Rob Taylor rob.taylor at codethink.co.uk
Thu May 8 08:52:42 PDT 2008


Holger Macht wrote:
> On Thu 08. May - 16:10:59, Matthew Garrett wrote:
>> On Thu, May 08, 2008 at 04:50:31PM +0200, Holger Macht wrote:
>>
>>> Hey, it's just an abstract interface. Every system, architecture or
>>> distribution can do whatever they want behind the interface. It's just an
>>> "the higher the value, the higher the performance, the higher the power
>>> consumption". And that's generally true.
>> Right, but what are you changing? Limiting the maximum frequency to 
>> anything other than the hardware maximum wastes power (and prevents you 
>> from getting at Intel's dynamic acceleration stuff). Changing the 
>> governor to anything other than ondemand wastes power. With enough 
>> understanding of the workload, you could play with the threshold values 
>> - but that also requires knowledge of the hardware, and so making that 
>> decision requires exposing enough information to the application that a 
>> simple 0-100 scale doesn't make any sense.
> 
> No, if you have this information beforehand, you can something
> special-trained behind the interface.

Putting policy behine a org.freedesktop.DeviceKit.Power.CPUFreq 
interface sounds a bit wrong to me.
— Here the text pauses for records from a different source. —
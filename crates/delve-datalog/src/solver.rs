//! Left-to-right goal solving against a working set.

use std::collections::HashSet;

use delve_store::Atom;

use crate::binding::Binding;
use crate::builtins::{PatternCache, holds};
use crate::literal::{Goal, Literal, Predicate, Term};
use crate::working_set::{ATTR_RELATION, LINK_RELATION, WorkingSet};

/// Solves conjunctions of goals in source order, without join reordering.
pub(crate) struct Solver<'a> {
    working_set: &'a WorkingSet,
    patterns: &'a mut PatternCache,
}

impl<'a> Solver<'a> {
    pub(crate) fn new(working_set: &'a WorkingSet, patterns: &'a mut PatternCache) -> Self {
        Self {
            working_set,
            patterns,
        }
    }

    /// All extensions of `seed` satisfying every goal.
    pub(crate) fn solve(&mut self, goals: &[Goal], seed: Binding) -> Vec<Binding> {
        let mut current = vec![seed];
        for goal in goals {
            let mut next = Vec::new();
            for binding in &current {
                next.extend(self.solve_goal(goal, binding));
            }
            current = next;
            if current.is_empty() {
                break;
            }
        }
        current
    }

    fn solve_goal(&mut self, goal: &Goal, binding: &Binding) -> Vec<Binding> {
        match goal {
            Goal::Literal(literal) if literal.predicate.is_relation() => {
                self.lookup(literal, binding)
            }
            Goal::Literal(literal) => {
                if holds(&literal.predicate, &literal.terms, binding, self.patterns) {
                    vec![binding.clone()]
                } else {
                    Vec::new()
                }
            }
            Goal::Not(inner) => {
                if self.solve_goal(inner, binding).is_empty() {
                    vec![binding.clone()]
                } else {
                    Vec::new()
                }
            }
            Goal::Or(branches) => {
                let mut seen = HashSet::new();
                let mut results = Vec::new();
                for branch in branches {
                    for solution in self.solve(branch, binding.clone()) {
                        if seen.insert(solution.canonical()) {
                            results.push(solution);
                        }
                    }
                }
                results
            }
        }
    }

    /// Match a relation literal against the working set, extending the
    /// binding with every unbound variable.
    fn lookup(&self, literal: &Literal, binding: &Binding) -> Vec<Binding> {
        let name = match &literal.predicate {
            Predicate::Attr => ATTR_RELATION,
            Predicate::Link => LINK_RELATION,
            Predicate::Derived(name) => name.as_str(),
            _ => return Vec::new(),
        };
        let Some(relation) = self.working_set.relation(name) else {
            return Vec::new();
        };

        let pattern: Vec<Option<&Atom>> = literal
            .terms
            .iter()
            .map(|term| binding.resolve(term))
            .collect();

        relation
            .matching(&pattern)
            .into_iter()
            .filter_map(|tuple| {
                let mut extended = binding.clone();
                for (term, value) in literal.terms.iter().zip(tuple) {
                    // Repeated variables must agree within one tuple.
                    if let Term::Var(var) = term
                        && !extended.unify(var, value)
                    {
                        return None;
                    }
                }
                Some(extended)
            })
            .collect()
    }
}
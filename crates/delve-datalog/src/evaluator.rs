//! Bottom-up fixpoint evaluation.
//!
//! Evaluation seeds a working set from the store, saturates the derived
//! relations stratum by stratum, then answers the query goals left to
//! right. The store is only borrowed, so it cannot change while an
//! evaluation is running.

use std::collections::{BTreeMap, BTreeSet, HashSet};
use std::fmt;
use std::time::Instant;

use delve_store::{Atom, FactStore};
use serde::{Deserialize, Serialize};
use tracing::{debug, trace, warn};

use crate::binding::Binding;
use crate::builtins::PatternCache;
use crate::dependency::PredicateDependencyGraph;
use crate::error::{DatalogError, Result};
use crate::literal::{Query, Rule};
use crate::solver::Solver;
use crate::validator::validate_rule;
use crate::working_set::WorkingSet;

/// Evaluator settings.
#[derive(Debug, Clone, PartialEq, Serialize, Deserialize)]
#[serde(default, rename_all = "camelCase")]
pub struct EvaluatorConfig {
    /// Fixpoint passes allowed per stratum before giving up on convergence.
    pub max_iterations: usize,
    /// Only evaluate rules the query transitively depends on.
    pub prune_unused_rules: bool,
}

impl Default for EvaluatorConfig {
    fn default() -> Self {
        Self {
            max_iterations: 100,
            prune_unused_rules: true,
        }
    }
}

impl EvaluatorConfig {
    pub fn with_max_iterations(mut self, max_iterations: usize) -> Self {
        self.max_iterations = max_iterations;
        self
    }

    pub fn with_prune_unused_rules(mut self, prune: bool) -> Self {
        self.prune_unused_rules = prune;
        self
    }
}

/// Outcome of saturating a working set.
#[derive(Debug, Clone, Copy, PartialEq, Eq, Default, Serialize)]
#[serde(rename_all = "camelCase")]
pub struct FixpointStats {
    pub rules: usize,
    pub strata: usize,
    pub iterations: usize,
    pub derived: usize,
    pub converged: bool,
}

/// Short description of how a query was evaluated.
#[derive(Debug, Clone, PartialEq, Eq, Serialize)]
#[serde(rename_all = "camelCase")]
pub struct PlanSummary {
    pub goal_count: usize,
    pub rule_count: usize,
    pub strata: usize,
    pub iterations: usize,
    pub derived_tuples: usize,
    pub converged: bool,
}

impl fmt::Display for PlanSummary {
    fn fmt(&self, f: &mut fmt::Formatter<'_>) -> fmt::Result {
        write!(
            f,
            "{} goal{}, {} rule{} in {} strat{}, {} iteration{}, {} derived tuple{}, {}",
            self.goal_count,
            plural(self.goal_count),
            self.rule_count,
            plural(self.rule_count),
            self.strata,
            if self.strata == 1 { "um" } else { "a" },
            self.iterations,
            plural(self.iterations),
            self.derived_tuples,
            plural(self.derived_tuples),
            if self.converged {
                "converged"
            } else {
                "iteration limit reached"
            }
        )
    }
}

fn plural(n: usize) -> &'static str {
    if n == 1 { "" } else { "s" }
}

/// Deduplicated answer bindings plus timing and plan.
#[derive(Debug, Clone, Serialize)]
#[serde(rename_all = "camelCase")]
pub struct EvaluationResult {
    pub bindings: Vec<Binding>,
    pub execution_time_ms: f64,
    pub plan: PlanSummary,
}

/// Holds the registered rules and evaluates queries against a store.
#[derive(Debug, Clone, Default)]
pub struct Evaluator {
    config: EvaluatorConfig,
    rules: Vec<Rule>,
    /// Derived predicate -> stratum, recomputed on registration.
    strata: BTreeMap<String, usize>,
}

impl Evaluator {
    pub fn new(config: EvaluatorConfig) -> Self {
        Self {
            config,
            ..Self::default()
        }
    }

    pub fn config(&self) -> &EvaluatorConfig {
        &self.config
    }

    pub fn rules(&self) -> &[Rule] {
        &self.rules
    }

    /// Stratum assigned to a derived predicate.
    pub fn stratum_of(&self, predicate: &str) -> Option<usize> {
        self.strata.get(predicate).copied()
    }

    /// Register a rule.
    ///
    /// Rejects built-in heads, unsafe rules, head arity conflicts, and rules
    /// that would place negation inside a recursive cycle. On error the
    /// evaluator is unchanged.
    pub fn add_rule(&mut self, rule: Rule) -> Result<()> {
        if let Some(error) = validate_rule(&rule, &self.rules) {
            warn!(rule = %rule, error = %error, "rule rejected");
            return Err(error.into_error(&rule));
        }

        let strata = PredicateDependencyGraph::from_rules(self.rules.iter().chain([&rule]))
            .strata()
            .inspect_err(|e| warn!(rule = %rule, error = %e, "rule rejected"))?;

        debug!(rule = %rule, stratum = strata.get(rule.head_name()).copied().unwrap_or(0), "rule registered");
        self.rules.push(rule);
        self.strata = strata;
        Ok(())
    }

    /// Register several rules, stopping at the first rejected one.
    pub fn add_rules(&mut self, rules: impl IntoIterator<Item = Rule>) -> Result<()> {
        for rule in rules {
            self.add_rule(rule)?;
        }
        Ok(())
    }

    /// Evaluate a query in a fresh working set.
    pub fn evaluate(&self, store: &FactStore, query: &Query) -> Result<EvaluationResult> {
        let mut working_set = WorkingSet::new();
        self.evaluate_in(store, &mut working_set, query)
    }

    /// Evaluate a query in a caller-owned working set.
    ///
    /// The working set is reseeded from the store, so anything it held
    /// before is discarded. After the call it holds every relation the
    /// query needed, fully saturated.
    pub fn evaluate_in(
        &self,
        store: &FactStore,
        working_set: &mut WorkingSet,
        query: &Query,
    ) -> Result<EvaluationResult> {
        let start = Instant::now();
        working_set.seed(store);

        let rules = self.rules_for(query);
        let stats = self.run_fixpoint(working_set, &rules)?;

        let mut patterns = PatternCache::new();
        let solutions = Solver::new(working_set, &mut patterns).solve(&query.goals, Binding::new());
        let bindings = project(solutions, &query.answer);

        let plan = PlanSummary {
            goal_count: query.goals.len(),
            rule_count: stats.rules,
            strata: stats.strata,
            iterations: stats.iterations,
            derived_tuples: stats.derived,
            converged: stats.converged,
        };
        let execution_time_ms = start.elapsed().as_secs_f64() * 1000.0;

        debug!(
            results = bindings.len(),
            time_ms = execution_time_ms,
            plan = %plan,
            "query evaluated"
        );

        Ok(EvaluationResult {
            bindings,
            execution_time_ms,
            plan,
        })
    }

    /// Run every registered rule over an existing working set until no pass
    /// adds a tuple. Nothing is reseeded; on an already saturated set this
    /// derives nothing.
    pub fn saturate(&self, working_set: &mut WorkingSet) -> Result<FixpointStats> {
        let rules: Vec<&Rule> = self.rules.iter().collect();
        self.run_fixpoint(working_set, &rules)
    }

    /// Rules needed by the query, or all rules when pruning is off.
    fn rules_for(&self, query: &Query) -> Vec<&Rule> {
        if !self.config.prune_unused_rules {
            return self.rules.iter().collect();
        }
        let roots = query.derived_predicates();
        if roots.is_empty() {
            return Vec::new();
        }
        let required: BTreeSet<String> =
            PredicateDependencyGraph::from_rules(&self.rules).required_predicates(&roots);
        self.rules
            .iter()
            .filter(|rule| required.contains(rule.head_name()))
            .collect()
    }

    fn run_fixpoint(&self, working_set: &mut WorkingSet, rules: &[&Rule]) -> Result<FixpointStats> {
        let mut by_stratum: BTreeMap<usize, Vec<&Rule>> = BTreeMap::new();
        for rule in rules {
            let stratum = self.stratum_of(rule.head_name()).unwrap_or(0);
            by_stratum.entry(stratum).or_default().push(*rule);
        }

        let mut stats = FixpointStats {
            rules: rules.len(),
            strata: by_stratum.len(),
            converged: true,
            ..FixpointStats::default()
        };
        let mut patterns = PatternCache::new();

        for (stratum, stratum_rules) in &by_stratum {
            let mut converged = false;
            let mut passes = 0;

            while passes < self.config.max_iterations {
                passes += 1;
                let mut added = 0;
                for rule in stratum_rules {
                    let tuples = derive(working_set, rule, &mut patterns)?;
                    let mut new_for_rule = 0;
                    for tuple in tuples {
                        if working_set.insert(rule.head_name(), tuple) {
                            new_for_rule += 1;
                        }
                    }
                    trace!(rule = %rule, new = new_for_rule, pass = passes, "rule applied");
                    added += new_for_rule;
                }
                stats.derived += added;
                if added == 0 {
                    converged = true;
                    break;
                }
            }

            stats.iterations += passes;
            if converged {
                debug!(stratum, rules = stratum_rules.len(), passes, "stratum converged");
            } else {
                warn!(
                    stratum,
                    max_iterations = self.config.max_iterations,
                    "iteration limit reached before fixpoint"
                );
                stats.converged = false;
            }
        }

        Ok(stats)
    }
}

/// Head tuples produced by one pass of a rule over the current working set.
fn derive(
    working_set: &WorkingSet,
    rule: &Rule,
    patterns: &mut PatternCache,
) -> Result<Vec<Vec<Atom>>> {
    let solutions = Solver::new(working_set, patterns).solve(&rule.body, Binding::new());
    solutions
        .iter()
        .map(|binding| {
            rule.head
                .terms
                .iter()
                .map(|term| {
                    binding.resolve(term).cloned().ok_or_else(|| {
                        DatalogError::Internal(format!(
                            "head term {} unbound after solving `{}`",
                            term, rule
                        ))
                    })
                })
                .collect::<Result<Vec<Atom>>>()
        })
        .collect()
}

/// Restrict to the answer variables and drop duplicates, keeping first-seen
/// order.
fn project(solutions: Vec<Binding>, answer: &[String]) -> Vec<Binding> {
    let mut seen = HashSet::new();
    solutions
        .into_iter()
        .map(|binding| {
            if answer.is_empty() {
                binding
            } else {
                binding.restrict(answer)
            }
        })
        .filter(|binding| seen.insert(binding.canonical()))
        .collect()
}
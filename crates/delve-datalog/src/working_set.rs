//! Relations materialized during evaluation.

use std::collections::{HashMap, HashSet};

use delve_store::{Atom, FactStore, tuple_key};
use tracing::debug;

/// Name of the base relation seeded from facts.
pub const ATTR_RELATION: &str = "attr";
/// Name of the base relation seeded from links.
pub const LINK_RELATION: &str = "link";

/// A set of tuples, deduplicated by canonical key, with one hash index per
/// column.
#[derive(Debug, Clone, Default)]
pub struct Relation {
    tuples: Vec<Vec<Atom>>,
    keys: HashSet<String>,
    /// Column position -> canonical value -> tuple positions.
    columns: Vec<HashMap<String, Vec<usize>>>,
}

impl Relation {
    /// Insert a tuple; returns false if it was already present.
    pub fn insert(&mut self, tuple: Vec<Atom>) -> bool {
        if !self.keys.insert(tuple_key(&tuple)) {
            return false;
        }
        let pos = self.tuples.len();
        if self.columns.len() < tuple.len() {
            self.columns.resize_with(tuple.len(), HashMap::new);
        }
        for (column, atom) in tuple.iter().enumerate() {
            self.columns[column]
                .entry(atom.canonical())
                .or_default()
                .push(pos);
        }
        self.tuples.push(tuple);
        true
    }

    pub fn contains(&self, tuple: &[Atom]) -> bool {
        self.keys.contains(&tuple_key(tuple))
    }

    pub fn len(&self) -> usize {
        self.tuples.len()
    }

    pub fn is_empty(&self) -> bool {
        self.tuples.is_empty()
    }

    pub fn tuples(&self) -> &[Vec<Atom>] {
        &self.tuples
    }

    /// Tuples matching a pattern, one entry per column (`None` = unbound).
    ///
    /// Only tuples of the pattern's arity are returned. The most selective
    /// bound column's index narrows the candidates; the remaining bound
    /// columns are checked per tuple.
    pub fn matching<'a>(&'a self, pattern: &[Option<&Atom>]) -> Vec<&'a [Atom]> {
        let bound: Vec<(usize, String)> = pattern
            .iter()
            .enumerate()
            .filter_map(|(column, atom)| atom.map(|a| (column, a.canonical())))
            .collect();

        let arity = pattern.len();
        let fits = |tuple: &[Atom]| {
            tuple.len() == arity
                && bound
                    .iter()
                    .all(|(column, key)| tuple[*column].canonical() == *key)
        };

        let narrowest = bound
            .iter()
            .map(|(column, key)| {
                self.columns
                    .get(*column)
                    .and_then(|index| index.get(key))
                    .map(Vec::as_slice)
                    .unwrap_or(&[])
            })
            .min_by_key(|positions| positions.len());

        match narrowest {
            Some(positions) => positions
                .iter()
                .map(|&pos| self.tuples[pos].as_slice())
                .filter(|tuple| fits(tuple))
                .collect(),
            None => self
                .tuples
                .iter()
                .map(Vec::as_slice)
                .filter(|tuple| tuple.len() == arity)
                .collect(),
        }
    }
}

/// Predicate name -> relation.
///
/// Holds the seeded base relations and everything derived by rules during
/// one evaluation. Owned by the caller of `Evaluator::evaluate_in`.
#[derive(Debug, Clone, Default)]
pub struct WorkingSet {
    relations: HashMap<String, Relation>,
}

impl WorkingSet {
    pub fn new() -> Self {
        Self::default()
    }

    /// Build a working set seeded from the store.
    pub fn from_store(store: &FactStore) -> Self {
        let mut working_set = Self::new();
        working_set.seed(store);
        working_set
    }

    /// Clear every relation and load `attr` and `link` from the store.
    pub fn seed(&mut self, store: &FactStore) {
        self.relations.clear();

        let attr = self.relations.entry(ATTR_RELATION.to_string()).or_default();
        for fact in store.facts() {
            attr.insert(fact.to_tuple());
        }
        let attr_count = attr.len();

        let link = self.relations.entry(LINK_RELATION.to_string()).or_default();
        for l in store.links() {
            link.insert(l.to_tuple());
        }

        debug!(
            attr_tuples = attr_count,
            link_tuples = link.len(),
            "working set seeded"
        );
    }

    /// Insert a tuple into a relation, creating it if needed.
    pub fn insert(&mut self, relation: &str, tuple: Vec<Atom>) -> bool {
        self.relations
            .entry(relation.to_string())
            .or_default()
            .insert(tuple)
    }

    pub fn relation(&self, name: &str) -> Option<&Relation> {
        self.relations.get(name)
    }

    /// Tuples of a relation, empty when it does not exist.
    pub fn tuples(&self, name: &str) -> &[Vec<Atom>] {
        self.relations
            .get(name)
            .map(Relation::tuples)
            .unwrap_or(&[])
    }

    /// Total tuples across all relations, base relations included.
    pub fn tuple_count(&self) -> usize {
        self.relations.values().map(Relation::len).sum()
    }

    /// Tuples in relations other than `attr` and `link`.
    pub fn derived_count(&self) -> usize {
        self.relations
            .iter()
            .filter(|(name, _)| !matches!(name.as_str(), ATTR_RELATION | LINK_RELATION))
            .map(|(_, relation)| relation.len())
            .sum()
    }
}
I'd prefer to just have the 
available kernel knobs exposed. Maybe it might actually make sense to 
have org.freedesktop.DeviceKit.Powermanagement.Linux etc as different 
kernels will expose different knobs. CPUFreq is already an unportable 
interface, right?

>> Really. You can't provide any useful interface to the hardware in this 
>> way.
> 
> You can.
> 
> But discussion stops here. If we like to, we will provide code for a
> org.freedesktop.DeviceKit.Power.CPUFreq. You're not the consumer of any of
> those interfaces. The corresponding maintainers will be notified, so they
> just can "take it or hate it".
> 

FWIW, I think Matthew is right, a 0-100 scale really doesnt make any 
sense. We've been talking a lot over the last year or so about what 
interfaces it makes sense for the kernel to expose up to userland. In 
terms of the CPU my feeling is that a latency-to-running and some policy 
decisions (like whether to race-to-idle, which most systems want to do).

Its better to gradually introduce interfaces as the kernel exposes them 
than to invent something that doesn't really make sense...

In fact, we should really get some input from people that work on server 
power management and see what they'd like.